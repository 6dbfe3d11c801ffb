// Martingale decision engine
pub mod engine;
pub mod martingale;

pub use engine::{DecisionEngine, EngineSettings};
pub use martingale::MartingaleState;

use async_trait::async_trait;
use rust_decimal::Decimal;
use uuid::Uuid;

use crate::error::Result;
use crate::models::{Candle, ExitReason};

#[derive(Debug, Clone, PartialEq)]
pub enum CycleAction {
    Opened {
        position_id: Uuid,
        quantity: Decimal,
        step: u32,
    },
    Closed {
        position_id: Uuid,
        exit_reason: ExitReason,
        pnl: Decimal,
        next_step: u32,
    },
    Held {
        unrealized_pnl: Decimal,
    },
    Skipped,
}

/// Result of one decision cycle
#[derive(Debug, Clone)]
pub struct CycleOutcome {
    pub action: CycleAction,
    pub reason: String,
}

impl CycleOutcome {
    pub fn skipped(reason: impl Into<String>) -> Self {
        Self {
            action: CycleAction::Skipped,
            reason: reason.into(),
        }
    }
}

/// Consumer of ordered, validated candles for one symbol at a time
#[async_trait]
pub trait CandleHandler: Send + Sync {
    async fn on_candle(&self, candle: &Candle) -> Result<CycleOutcome>;
}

====

Nothing in the material should be left out; output it exactly.

repository 6dbfe3d11c801ffb
// Martingale decision engine
pub mod engine;
pub mod martingale;

pub use engine::{DecisionEngine, EngineSettings};
pub use martingale::MartingaleState;

use async_trait::async_trait;
use rust_decimal::Decimal;
use uuid::Uuid;

use crate::error::Result;
use crate::models::{Candle, ExitReason};

#[derive(Debug, Clone, PartialEq)]
pub enum CycleAction {
    Opened {
        position_id: Uuid,
        quantity: Decimal,
        step: u32,
    },
    Closed {
        position_id: Uuid,
        exit_reason: ExitReason,
        pnl: Decimal,
        next_step: u32,
    },
    Held {
        unrealized_pnl: Decimal,
    },
    Skipped,
}

/// Result of one decision cycle
#[derive(Debug, Clone)]
pub struct CycleOutcome {
    pub action: CycleAction,
    pub reason: String,
}

impl CycleOutcome {
    pub fn skipped(reason: impl Into<String>) -> Self {
        Self {
            action: CycleAction::Skipped,
            reason: reason.into(),
        }
    }
}

/// Consumer of ordered, validated candles for one symbol at a time
#[async_trait]
pub trait CandleHandler: Send + Sync {
    async fn on_candle(&self, candle: &Candle) -> Result<CycleOutcome>;
}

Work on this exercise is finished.